## Exercise goal
Write only how many lines of the listing below include the string "bool".

═══

//! # MessageList Component
//!
//! Scrollable view of the conversation bubbles, and the TUI's implementation
//! of [`ChatView`].
//!
//! ## Architecture
//!
//! `MessageListState` is persistent: it owns the bubbles, the pending
//! indicator, the layout cache and the scroll position. `MessageList` is a
//! transient component created each frame that wraps `&mut MessageListState`.
//!
//! Since `Component::render` takes `&mut self`, the layout cache and scroll
//! state are updated during the render pass, aligning with Ratatui's
//! `StatefulWidget` pattern.

use std::time::Instant;

use ratatui::Frame;
use ratatui::layout::{Position, Rect, Size};
use tui_scrollview::{ScrollView, ScrollViewState, ScrollbarVisibility};

use crate::core::view::{Bubble, ChatView, IndicatorHandle};
use crate::tui::component::{Component, EventHandler};
use crate::tui::components::bubble::{BubbleLayout, BubbleView};
use crate::tui::components::typing_indicator::PendingIndicator;
use crate::tui::event::TuiEvent;
use crate::tui::timer::RepeatingTimer;

/// Blank rows below each bubble.
const ROW_GAP: u16 = 1;

fn row_height(bubble: &Bubble, content_width: u16) -> u16 {
    BubbleLayout::measure(bubble, content_width)
        .height
        .saturating_add(ROW_GAP)
}

/// Narrows a conversation row count to the scroll canvas' coordinate space.
fn canvas_rows(rows: u32) -> u16 {
    u16::try_from(rows).unwrap_or(u16::MAX)
}

/// Bubbles, pending indicator, and layout/scroll state for the message list.
/// Must be persisted in the parent TuiState.
pub struct MessageListState {
    bubbles: Vec<Bubble>,
    indicator: Option<PendingIndicator>,
    next_indicator_id: u64,
    /// Scroll offset and view state
    pub scroll_state: ScrollViewState,
    /// Cached layout measurements
    pub layout: LayoutCache,
    /// When true, auto-scroll to bottom on new content
    pub stick_to_bottom: bool,
    /// Last known viewport height (for scroll clamping between frames)
    pub viewport_height: u16,
    /// Last rendered canvas height, indicator included
    pub content_height: u16,
    /// Conversation row at which the canvas starts. Non-zero once the
    /// conversation outgrows a `u16` canvas and older bubbles are cut.
    canvas_base: u32,
}

impl Default for MessageListState {
    fn default() -> Self {
        Self::new()
    }
}

impl MessageListState {
    pub fn new() -> Self {
        Self {
            bubbles: Vec::new(),
            indicator: None,
            next_indicator_id: 0,
            scroll_state: ScrollViewState::default(),
            layout: LayoutCache::new(),
            stick_to_bottom: true, // Start attached to bottom
            viewport_height: 0,
            content_height: 0,
            canvas_base: 0,
        }
    }

    pub fn bubbles(&self) -> &[Bubble] {
        &self.bubbles
    }

    pub fn indicator(&self) -> Option<&PendingIndicator> {
        self.indicator.as_ref()
    }

    /// Steps the indicator animation. Returns `false` if there is none.
    pub fn advance_indicator(&mut self) -> bool {
        match self.indicator.as_mut() {
            Some(indicator) => {
                indicator.advance();
                true
            }
            None => false,
        }
    }

    /// Starts the animation timer for the current indicator, if any.
    pub fn indicator_timer(&self, now: Instant) -> Option<RepeatingTimer> {
        self.indicator.as_ref().map(|i| i.start_timer(now))
    }

    /// Clamp scroll offset so it never exceeds the content bounds.
    pub fn clamp_scroll(&mut self) {
        let max_y = self.content_height.saturating_sub(self.viewport_height);
        let current = self.scroll_state.offset();
        if current.y > max_y {
            self.scroll_state.set_offset(Position {
                x: current.x,
                y: max_y,
            });
        }
    }

    /// Clamp scroll and re-engage auto-scroll if the user has reached the bottom.
    pub fn repin_if_at_bottom(&mut self) {
        let max_y = self.content_height.saturating_sub(self.viewport_height);
        let current = self.scroll_state.offset();
        if current.y >= max_y {
            self.stick_to_bottom = true;
            self.scroll_state.set_offset(Position {
                x: current.x,
                y: max_y,
            });
        }
    }
}

impl ChatView for MessageListState {
    fn append(&mut self, bubble: Bubble) {
        self.bubbles.push(bubble);
        self.stick_to_bottom = true;
    }

    fn show_indicator(&mut self) -> IndicatorHandle {
        let handle = IndicatorHandle(self.next_indicator_id);
        self.next_indicator_id += 1;
        // Replacing drops the old indicator, which stops its timer
        self.indicator = Some(PendingIndicator::new(handle));
        self.stick_to_bottom = true;
        handle
    }

    fn remove(&mut self, handle: IndicatorHandle) -> bool {
        if self.indicator.as_ref().is_some_and(|i| i.handle() == handle) {
            self.indicator = None;
            true
        } else {
            false
        }
    }

    fn clear(&mut self) {
        self.bubbles.clear();
        self.indicator = None;
        self.layout = LayoutCache::new();
        self.scroll_state = ScrollViewState::default();
        self.stick_to_bottom = true;
        self.content_height = 0;
        self.canvas_base = 0;
    }
}

/// Scrollable conversation view component.
/// Created fresh each frame with a reference to the persistent state.
pub struct MessageList<'a> {
    pub state: &'a mut MessageListState,
}

impl<'a> MessageList<'a> {
    pub fn new(state: &'a mut MessageListState) -> Self {
        Self { state }
    }
}

impl Component for MessageList<'_> {
    fn render(&mut self, frame: &mut Frame, area: Rect) {
        let content_width = area.width.saturating_sub(1); // -1 for scrollbar safe area
        let state = &mut *self.state;

        // 1. Update layout cache. Bubbles never change once appended,
        // so only new ones (or all of them, after a resize) are measured.
        let reusable = state.layout.reusable_count(state.bubbles.len(), content_width);
        state.layout.heights.truncate(reusable);
        for bubble in state.bubbles.iter().skip(reusable) {
            state.layout.heights.push(row_height(bubble, content_width));
        }
        state.layout.rebuild_prefix_heights();
        state.layout.content_width = content_width;

        let indicator_bubble = state.indicator.as_ref().map(PendingIndicator::bubble);
        let indicator_height = indicator_bubble
            .as_ref()
            .map_or(0, |b| row_height(b, content_width));

        // 2. Pick the newest bubbles that fit a u16 canvas alongside the indicator
        let first = state
            .layout
            .first_fitting(u32::from(u16::MAX - indicator_height));
        let base = state.layout.row_top(first);
        if !state.stick_to_bottom && base != state.canvas_base {
            // The canvas moved; keep the same conversation rows in view
            let offset = state.scroll_state.offset();
            let absolute = state.canvas_base.saturating_add(u32::from(offset.y));
            state.scroll_state.set_offset(Position {
                x: offset.x,
                y: canvas_rows(absolute.saturating_sub(base)),
            });
        }
        state.canvas_base = base;
        let bubbles_height = canvas_rows(state.layout.total_height() - base);

        // 3. Clamp scroll offset to prevent overscrolling past content
        state.content_height = bubbles_height.saturating_add(indicator_height);
        state.viewport_height = area.height;
        if state.stick_to_bottom {
            let bottom = state.content_height.saturating_sub(area.height);
            state.scroll_state.set_offset(Position { x: 0, y: bottom });
        } else {
            state.clamp_scroll();
        }

        let scroll_offset = base.saturating_add(u32::from(state.scroll_state.offset().y));
        let visible_range = state.layout.visible_range(scroll_offset, area.height);

        // 4. Render visible bubbles into a ScrollView
        let mut scroll_view = ScrollView::new(Size::new(content_width, state.content_height))
            .vertical_scrollbar_visibility(ScrollbarVisibility::Automatic)
            .horizontal_scrollbar_visibility(ScrollbarVisibility::Never);

        for i in visible_range.start.max(first)..visible_range.end {
            let top = canvas_rows(state.layout.row_top(i) - base);
            let height = state.layout.heights[i] - ROW_GAP;
            let rect = Rect::new(0, top, content_width, height);
            scroll_view.render_widget(BubbleView::new(&state.bubbles[i]), rect);
        }

        if let Some(bubble) = &indicator_bubble {
            let rect = Rect::new(0, bubbles_height, content_width, indicator_height - ROW_GAP);
            scroll_view.render_widget(BubbleView::new(bubble), rect);
        }

        frame.render_stateful_widget(scroll_view, area, &mut state.scroll_state);
    }
}

/// EventHandler is implemented on `MessageListState` rather than `MessageList`
/// because scrolling mutates persistent state, and `MessageList` only lives
/// for one frame.
impl EventHandler for MessageListState {
    type Event = ();

    fn handle_event(&mut self, event: &TuiEvent) -> Option<Self::Event> {
        match event {
            TuiEvent::ScrollUp => {
                self.scroll_state.scroll_up();
                self.stick_to_bottom = false;
            }
            TuiEvent::ScrollDown => {
                self.scroll_state.scroll_down();
                self.repin_if_at_bottom();
            }
            TuiEvent::ScrollPageUp => {
                self.scroll_state.scroll_page_up();
                self.stick_to_bottom = false;
            }
            TuiEvent::ScrollPageDown => {
                self.scroll_state.scroll_page_down();
                self.repin_if_at_bottom();
            }
            TuiEvent::ScrollToBottom => {
                self.stick_to_bottom = true;
            }
            _ => {}
        }
        None
    }
}

/// Cached row heights for the appended bubbles. Running totals are `u32`
/// so an arbitrarily long conversation never overflows.
#[derive(Debug, Default)]
pub struct LayoutCache {
    pub heights: Vec<u16>,
    pub prefix_heights: Vec<u32>,
    content_width: u16,
}

impl LayoutCache {
    pub fn new() -> Self {
        Self::default()
    }

    /// How many cached heights are still valid for `bubble_count` bubbles
    /// rendered at `content_width`.
    pub fn reusable_count(&self, bubble_count: usize, content_width: u16) -> usize {
        if self.content_width != content_width {
            return 0;
        }
        self.heights.len().min(bubble_count)
    }

    pub fn rebuild_prefix_heights(&mut self) {
        self.prefix_heights = self
            .heights
            .iter()
            .scan(0u32, |acc, &h| {
                *acc = acc.saturating_add(u32::from(h));
                Some(*acc)
            })
            .collect();
    }

    pub fn total_height(&self) -> u32 {
        self.prefix_heights.last().copied().unwrap_or(0)
    }

    /// Conversation row at which bubble `index` starts. `index` may equal
    /// the bubble count, giving the total height.
    pub fn row_top(&self, index: usize) -> u32 {
        if index == 0 {
            0
        } else {
            self.prefix_heights[index - 1]
        }
    }

    /// Index of the oldest bubble from which the rest of the conversation
    /// fits within `budget` rows.
    pub fn first_fitting(&self, budget: u32) -> usize {
        let total = self.total_height();
        if total <= budget {
            return 0;
        }
        let cut = total - budget;
        self.prefix_heights.partition_point(|&end| end < cut) + 1
    }

    /// Bubbles overlapping the viewport, padded by half a page either side.
    pub fn visible_range(&self, scroll_offset: u32, viewport_height: u16) -> std::ops::Range<usize> {
        let buffer = u32::from(viewport_height / 2);
        let buffered_start = scroll_offset.saturating_sub(buffer);
        let buffered_end = scroll_offset
            .saturating_add(u32::from(viewport_height))
            .saturating_add(buffer);

        let start = self
            .prefix_heights
            .partition_point(|&end| end <= buffered_start);
        let end = self
            .prefix_heights
            .partition_point(|&end| end < buffered_end)
            .saturating_add(1)
            .min(self.prefix_heights.len());

        start..end
    }
}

═══

## Result
3